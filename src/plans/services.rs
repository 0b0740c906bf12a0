use std::collections::HashMap;

use tracing::{info, warn};
use uuid::Uuid;

use super::dto::{
    CreatePlanRequest, MealGroup, PlanDetail, PlanItemInput, PlanItemView, PlanSummary,
};
use super::repo::{self, AiPlanRecord, NewPlanItem, PlanItemEntry};
use crate::{
    ai::{CatalogLine, GeneratedPlan, PlanRequest, PlannerError, PlannerProfile},
    catalog::{self, models::FoodItem},
    error::AppError,
    food_logs::services::checked_quantity,
    nutrition::{project, scale_factor, sum_nutrients, NutrientRecord, NutritionError},
    state::AppState,
    users::model::{User, UserContext},
};

pub const MAX_GENERATED_DAYS: u32 = 7;

const WEEKDAYS: [&str; 7] = [
    "Monday",
    "Tuesday",
    "Wednesday",
    "Thursday",
    "Friday",
    "Saturday",
    "Sunday",
];

/// Day 1 is Monday; labels wrap after a week.
pub fn weekday_name(day: u32) -> &'static str {
    WEEKDAYS[(day.max(1) as usize - 1) % WEEKDAYS.len()]
}

/// Check every item against the catalog with the same rules as food logs.
pub fn validate_items(
    items: &[PlanItemInput],
    foods: &HashMap<i32, FoodItem>,
) -> Result<Vec<NewPlanItem>, AppError> {
    items
        .iter()
        .map(|item| {
            let meal_name = item.meal_name.trim();
            if meal_name.is_empty() {
                return Err(AppError::BadRequest("meal_name must not be empty".into()));
            }
            let quantity = checked_quantity(item.quantity)?;
            let food = foods
                .get(&item.food_id)
                .ok_or(AppError::NotFound("Food item"))?;
            project(food, scale_factor(food, quantity, &item.unit)?)?;
            Ok(NewPlanItem {
                meal_name: meal_name.to_string(),
                day_label: item
                    .day_label
                    .as_deref()
                    .map(str::trim)
                    .filter(|d| !d.is_empty())
                    .map(str::to_string),
                food_id: item.food_id,
                quantity,
                unit: item.unit.clone(),
            })
        })
        .collect()
}

/// Flatten a drafted plan into plan items labelled by weekday.
pub fn items_from_generated(plan: &GeneratedPlan) -> Vec<PlanItemInput> {
    plan.days
        .iter()
        .flat_map(|day| {
            let label = weekday_name(day.day);
            day.meals.iter().flat_map(move |meal| {
                meal.items.iter().map(move |item| PlanItemInput {
                    meal_name: meal.meal.clone(),
                    day_label: Some(label.to_string()),
                    food_id: item.food_id,
                    quantity: item.quantity,
                    unit: item.unit.clone(),
                })
            })
        })
        .collect()
}

/// Group items by (day, meal) in first-appearance order and project each one.
pub fn group_meals(
    entries: Vec<PlanItemEntry>,
) -> Result<(Vec<MealGroup>, NutrientRecord), NutritionError> {
    let mut groups: Vec<MealGroup> = Vec::new();
    let mut index: HashMap<(Option<String>, String), usize> = HashMap::new();

    for entry in entries {
        let factor = scale_factor(&entry.food, entry.quantity, &entry.unit).map_err(|e| match e {
            NutritionError::InvalidUnit { unit } => NutritionError::DataIntegrity(format!(
                "food {} no longer accepts unit '{}'",
                entry.food.id, unit
            )),
            other => other,
        })?;
        let nutrients = project(&entry.food, factor)?;

        let key = (entry.day_label.clone(), entry.meal_name.clone());
        let slot = *index.entry(key).or_insert_with(|| {
            groups.push(MealGroup {
                day_label: entry.day_label.clone(),
                meal: entry.meal_name.clone(),
                items: Vec::new(),
                totals: NutrientRecord::zero(),
            });
            groups.len() - 1
        });

        let group = &mut groups[slot];
        group.totals.accumulate(&nutrients)?;
        group.items.push(PlanItemView {
            food_id: entry.food.id,
            food_name: entry.food.name,
            quantity: entry.quantity,
            unit: entry.unit,
            nutrients,
        });
    }

    let totals = sum_nutrients(groups.iter().map(|g| &g.totals))?;
    Ok((groups, totals))
}

async fn catalog_for(
    state: &AppState,
    items: &[PlanItemInput],
) -> Result<HashMap<i32, FoodItem>, AppError> {
    let mut ids: Vec<i32> = items.iter().map(|i| i.food_id).collect();
    ids.sort_unstable();
    ids.dedup();
    let foods = catalog::repo::foods_by_ids(&state.db, &ids).await?;
    Ok(foods.into_iter().map(|f| (f.id, f)).collect())
}

pub async fn list_plans(state: &AppState, user: UserContext) -> Result<Vec<PlanSummary>, AppError> {
    let plans = repo::list(&state.db, user.id).await?;
    Ok(plans.into_iter().map(PlanSummary::from).collect())
}

pub async fn get_plan(
    state: &AppState,
    user: UserContext,
    plan_id: Uuid,
) -> Result<PlanDetail, AppError> {
    let plan = repo::get(&state.db, user.id, plan_id)
        .await?
        .ok_or(AppError::NotFound("Plan"))?;
    let entries = repo::items(&state.db, plan.id).await?;
    let (meals, totals) = group_meals(entries)?;
    Ok(PlanDetail {
        plan_id: plan.id,
        name: plan.name,
        description: plan.description,
        created_at: plan.created_at,
        meals,
        totals,
    })
}

pub async fn create_plan(
    state: &AppState,
    user: UserContext,
    req: CreatePlanRequest,
) -> Result<PlanDetail, AppError> {
    let name = req.name.trim();
    if name.is_empty() {
        return Err(AppError::BadRequest("name must not be empty".into()));
    }
    let foods = catalog_for(state, &req.items).await?;
    let items = validate_items(&req.items, &foods)?;
    let plan_id = repo::create(
        &state.db,
        user.id,
        name,
        req.description.as_deref(),
        &items,
    )
    .await?;
    info!(plan_id = %plan_id, user_id = %user.id, items = items.len(), "plan created");
    get_plan(state, user, plan_id).await
}

pub async fn delete_plan(state: &AppState, user: UserContext, plan_id: Uuid) -> Result<(), AppError> {
    if !repo::delete(&state.db, user.id, plan_id).await? {
        return Err(AppError::NotFound("Plan"));
    }
    info!(plan_id = %plan_id, user_id = %user.id, "plan deleted");
    Ok(())
}

pub async fn generate_plan(
    state: &AppState,
    user: UserContext,
    days: Option<u32>,
) -> Result<PlanDetail, AppError> {
    let days = days.unwrap_or(1);
    if !(1..=MAX_GENERATED_DAYS).contains(&days) {
        return Err(AppError::BadRequest(format!(
            "days must be between 1 and {}",
            MAX_GENERATED_DAYS
        )));
    }

    let profile = User::find_by_id(&state.db, user.id)
        .await?
        .ok_or(AppError::NotFound("User"))?;
    let catalog = catalog::repo::all_foods(&state.db).await?;
    let request = PlanRequest {
        profile: PlannerProfile {
            dietary_prefs: profile.dietary_prefs.clone().unwrap_or_default(),
            goals: profile.goals.clone(),
            bmi: profile.bmi,
        },
        foods: catalog.iter().map(CatalogLine::from).collect(),
        days,
    };

    let draft = state.planner.draft(&request).await.map_err(|e| match e {
        PlannerError::NotConfigured => AppError::AiUnavailable,
        other => {
            warn!(error = %other, user_id = %user.id, "meal plan drafting failed");
            AppError::Upstream(other.to_string())
        }
    })?;

    let inputs = items_from_generated(&draft.plan);
    if inputs.is_empty() {
        return Err(AppError::Upstream("planner returned an empty plan".into()));
    }
    let foods: HashMap<i32, FoodItem> = catalog.into_iter().map(|f| (f.id, f)).collect();
    let items = validate_items(&inputs, &foods)?;

    let response = serde_json::to_value(&draft.plan).map_err(anyhow::Error::from)?;
    let name = format!("AI Meal Plan ({} day{})", days, if days == 1 { "" } else { "s" });
    let description = profile
        .goals
        .as_deref()
        .map(|g| format!("Generated for goal: {}", g));
    let plan_id = repo::create_generated(
        &state.db,
        user.id,
        &name,
        description.as_deref(),
        &items,
        AiPlanRecord {
            plan_type: "meal",
            prompt: &draft.prompt,
            response,
        },
    )
    .await?;
    info!(plan_id = %plan_id, user_id = %user.id, days, items = items.len(), "AI plan stored");
    get_plan(state, user, plan_id).await
}

#[cfg(test)]
mod tests {
    use super::*;
    use crate::ai::{GeneratedDay, GeneratedItem, GeneratedMeal};
    use crate::catalog::models::test_support::food;
    use rust_decimal::Decimal;
    use std::collections::BTreeMap;

    fn catalog() -> HashMap<i32, FoodItem> {
        let mut chapati = food("Chapati", 70, 40, "g");
        chapati.id = 1;
        chapati.unit_conversions = Some(BTreeMap::from([("piece".to_string(), Decimal::from(40))]));
        let mut dal = food("Dal (cooked)", 120, 100, "g");
        dal.id = 3;
        dal.vitamins = BTreeMap::from([("B9".to_string(), Decimal::from(180))]);
        HashMap::from([(1, chapati), (3, dal)])
    }

    fn input(meal: &str, food_id: i32, quantity: i64, unit: &str) -> PlanItemInput {
        PlanItemInput {
            meal_name: meal.into(),
            day_label: None,
            food_id,
            quantity: Decimal::from(quantity),
            unit: unit.into(),
        }
    }

    fn entry(meal: &str, day: Option<&str>, food_id: i32, quantity: i64, unit: &str) -> PlanItemEntry {
        PlanItemEntry {
            meal_name: meal.into(),
            day_label: day.map(str::to_string),
            quantity: Decimal::from(quantity),
            unit: unit.into(),
            food: catalog()[&food_id].clone(),
        }
    }

    #[test]
    fn weekday_labels_wrap() {
        assert_eq!(weekday_name(1), "Monday");
        assert_eq!(weekday_name(7), "Sunday");
        assert_eq!(weekday_name(8), "Monday");
        assert_eq!(weekday_name(0), "Monday");
    }

    #[test]
    fn items_follow_food_log_rules() {
        let foods = catalog();
        let ok = validate_items(&[input(" Lunch ", 1, 2, "piece")], &foods).unwrap();
        assert_eq!(ok[0].meal_name, "Lunch");

        let bad_unit = validate_items(&[input("Lunch", 1, 1, "cup")], &foods);
        assert!(matches!(
            bad_unit,
            Err(AppError::Nutrition(NutritionError::InvalidUnit { .. }))
        ));
        let unknown = validate_items(&[input("Lunch", 42, 1, "g")], &foods);
        assert!(matches!(unknown, Err(AppError::NotFound("Food item"))));
        let zero = validate_items(&[input("Lunch", 3, 0, "g")], &foods);
        assert!(matches!(zero, Err(AppError::BadRequest(_))));
        let padded = validate_items(&[input("Lunch", 3, 100, " g ")], &foods);
        assert!(matches!(
            padded,
            Err(AppError::Nutrition(NutritionError::InvalidUnit { .. }))
        ));
    }

    #[test]
    fn item_quantities_are_stored_rounded() {
        let mut item = input("Dinner", 3, 0, "g");
        item.quantity = Decimal::new(150555, 3);
        let ok = validate_items(&[item.clone()], &catalog()).unwrap();
        assert_eq!(ok[0].quantity, Decimal::new(15056, 2));

        item.quantity = Decimal::new(4, 3);
        assert!(matches!(
            validate_items(&[item.clone()], &catalog()),
            Err(AppError::BadRequest(_))
        ));
        item.quantity = Decimal::from(100_000_000);
        assert!(matches!(
            validate_items(&[item], &catalog()),
            Err(AppError::BadRequest(_))
        ));
    }

    #[test]
    fn meals_grouped_in_first_appearance_order() {
        let entries = vec![
            entry("Lunch", None, 1, 2, "piece"),
            entry("Breakfast", None, 3, 100, "g"),
            entry("Lunch", None, 3, 50, "g"),
        ];
        let (meals, totals) = group_meals(entries).unwrap();
        let names: Vec<&str> = meals.iter().map(|m| m.meal.as_str()).collect();
        assert_eq!(names, ["Lunch", "Breakfast"]);
        assert_eq!(meals[0].items.len(), 2);
        assert_eq!(meals[0].totals.calories, Decimal::from(200));
        assert_eq!(meals[0].totals.vitamins["B9"], Decimal::from(90));
        assert_eq!(totals.calories, Decimal::from(320));
        assert_eq!(totals.vitamins["B9"], Decimal::from(270));
    }

    #[test]
    fn same_meal_on_different_days_stays_apart() {
        let entries = vec![
            entry("Breakfast", Some("Monday"), 1, 1, "piece"),
            entry("Breakfast", Some("Tuesday"), 1, 1, "piece"),
        ];
        let (meals, _) = group_meals(entries).unwrap();
        assert_eq!(meals.len(), 2);
        assert_eq!(meals[1].day_label.as_deref(), Some("Tuesday"));
    }

    #[test]
    fn generated_plan_flattens_with_day_labels() {
        let plan = GeneratedPlan {
            days: vec![
                GeneratedDay {
                    day: 1,
                    meals: vec![GeneratedMeal {
                        meal: "Breakfast".into(),
                        items: vec![GeneratedItem {
                            food_id: 1,
                            quantity: Decimal::from(2),
                            unit: "piece".into(),
                        }],
                    }],
                },
                GeneratedDay {
                    day: 2,
                    meals: vec![GeneratedMeal {
                        meal: "Dinner".into(),
                        items: vec![GeneratedItem {
                            food_id: 3,
                            quantity: Decimal::from(150),
                            unit: "g".into(),
                        }],
                    }],
                },
            ],
        };
        let items = items_from_generated(&plan);
        assert_eq!(items.len(), 2);
        assert_eq!(items[0].day_label.as_deref(), Some("Monday"));
        assert_eq!(items[1].day_label.as_deref(), Some("Tuesday"));
        assert_eq!(items[1].meal_name, "Dinner");
        assert!(validate_items(&items, &catalog()).is_ok());
    }

    #[tokio::test]
    async fn generation_is_capped_at_a_week() {
        let state = AppState::fake();
        let user = UserContext { id: Uuid::new_v4(), is_onboarded: true };
        let err = generate_plan(&state, user, Some(9)).await.unwrap_err();
        assert!(matches!(err, AppError::BadRequest(_)));
    }
}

○ ○ ○ ○ ○ ○ ○

*WHAT THIS TASK INVOLVES*.
When a line in the material above holds the word "format", copy that line.

*YOUR RESPONSE*.
            NutritionError::InvalidUnit { unit } => NutritionError::DataIntegrity(format!(
        return Err(AppError::BadRequest(format!(
    let name = format!("AI Meal Plan ({} day{})", days, if days == 1 { "" } else { "s" });
        .map(|g| format!("Generated for goal: {}", g));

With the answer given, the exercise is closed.